A watered down promise, Marine Conservation in the UK
“Watering down their pledge to protect our seas” a recent Environmental Committee gathering questions the government’s commitment on marine protection. Are they implementing them or are they just ideas on paper?
Marine Conservation Zones (MCZ) are zones of marine ecosystem and biodiversity which exists alongside other areas such as Sights of Special Scientific Interest (SSSIs) and Special Areas of Conservation. All MCZs are vital for the conservation of our rare, threatened and even endangered endemic habitats and species such as Seahorses and native coral reefs.
2013 was a turning point for marine conservation with 27 MCZ being allocated along the coastlines across the UK with a further 37 zones to be created by 2015. NGO’s and various stakeholders and biodiversity specialists however, have in fact recommended over 127 zones that need vital protection.

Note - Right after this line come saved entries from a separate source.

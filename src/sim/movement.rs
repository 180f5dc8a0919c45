//! One coordinated body shift per simulation step
//!
//! The tricky part of the snake core: the shift must read each source
//! position *before* this step overwrites it. Walking from the tail toward
//! the head guarantees that - every `positions[i - 1]` read still holds its
//! pre-step value. A head-first in-place traversal would copy the new head
//! down the whole body instead.

use glam::IVec2;

use super::grid::Grid;
use super::state::{Direction, SnakeBody};

/// Advance the body one step in `direction`.
///
/// The head moves by the direction's unit vector (folded through the grid
/// when wrap is enabled; left out of bounds otherwise, for the caller's
/// wall check). Each remaining segment takes its predecessor's pre-step
/// position. Returns the cell vacated by the tail - the candidate location
/// for a newly grown segment.
pub fn step_body(body: &mut SnakeBody, direction: Direction, grid: &Grid) -> IVec2 {
    let tail_before_shift = body.tail();

    let positions = &mut body.positions;
    for i in (1..positions.len()).rev() {
        positions[i] = positions[i - 1];
    }

    let new_head = positions[0] + direction.delta();
    positions[0] = if grid.wrap_enabled {
        grid.wrap(new_head)
    } else {
        new_head
    };

    tail_before_shift
}

#[cfg(test)]
mod tests {
    use super::*;

    fn grid() -> Grid {
        Grid::new(10, 10, true)
    }

    #[test]
    fn test_straight_step_shifts_whole_body() {
        let mut body = SnakeBody::stacked(IVec2::ZERO, Direction::Up, 3);

        let tail = step_body(&mut body, Direction::Up, &grid());

        assert_eq!(body.positions(), &[
            IVec2::new(0, 1),
            IVec2::new(0, 0),
            IVec2::new(0, -1),
        ]);
        assert_eq!(tail, IVec2::new(0, -2));
        assert_eq!(body.len(), 3);
    }

    #[test]
    fn test_turn_uses_pre_shift_snapshot() {
        // After a turn the neck must land on the head's old cell, not on the
        // head's new cell - the regression a naive head-first copy causes.
        let mut body = SnakeBody::stacked(IVec2::ZERO, Direction::Up, 3);
        step_body(&mut body, Direction::Up, &grid());

        step_body(&mut body, Direction::Right, &grid());

        assert_eq!(body.positions(), &[
            IVec2::new(1, 1),
            IVec2::new(0, 1),
            IVec2::new(0, 0),
        ]);
    }

    #[test]
    fn test_step_wraps_head_when_enabled() {
        let mut body = SnakeBody::stacked(IVec2::new(10, 0), Direction::Right, 2);

        step_body(&mut body, Direction::Right, &grid());

        assert_eq!(body.head(), IVec2::new(-10, 0));
        assert_eq!(body.positions()[1], IVec2::new(10, 0));
    }

    #[test]
    fn test_step_leaves_head_out_of_bounds_when_wrap_disabled() {
        let solid = Grid::new(10, 10, false);
        let mut body = SnakeBody::stacked(IVec2::new(10, 0), Direction::Right, 2);

        step_body(&mut body, Direction::Right, &solid);

        assert_eq!(body.head(), IVec2::new(11, 0));
        assert!(!solid.contains(body.head()));
    }

    #[test]
    fn test_single_segment_body() {
        let mut body = SnakeBody::stacked(IVec2::ZERO, Direction::Up, 1);

        let tail = step_body(&mut body, Direction::Left, &grid());

        // Head is also the tail: the vacated cell is where it stood
        assert_eq!(tail, IVec2::ZERO);
        assert_eq!(body.positions(), &[IVec2::new(-1, 0)]);
    }
}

MP’s are now stating that the UK government is being lazy and have a ‘lack of commitment’ when handling marine protection policies, by almost “watering down their pledge to protect our seas” as mentioned by a member of the Environmental Audit Committee. The Department for Environment, Food and Rural Affairs (Defra) have since held a stakeholder meeting to suggest the second tranche of sites for further consideration in the hopes that they will be implemented in the near future.
Many marine ecosystems and populations are already battling other issues such as eutrophication (the addition of both or either natural or anthropogenic compounds) from sewage and agricultural runoff as well the sea floor and reef bed ecosystems being damaged from destructive fishing methods. So it is important that these MCZs come into action before ecosystems and species are lost.
MCZs – Do they actually work?
There are many examples globally to suggest that they actually do work! An example is the Soufriere Marine Management Areas (SMMA) located in St Lucia. Areas along the coast were sectioned into fishing, recreational and marine reservation zones. Its design was to benefit the local economy and public whilst ensuring the protection and minimal damage of the local fish population and ecosystems. Although this was conducted on the small scale, SMMAs example demonstrates that marine reserves can stimulate conservation in a way that works.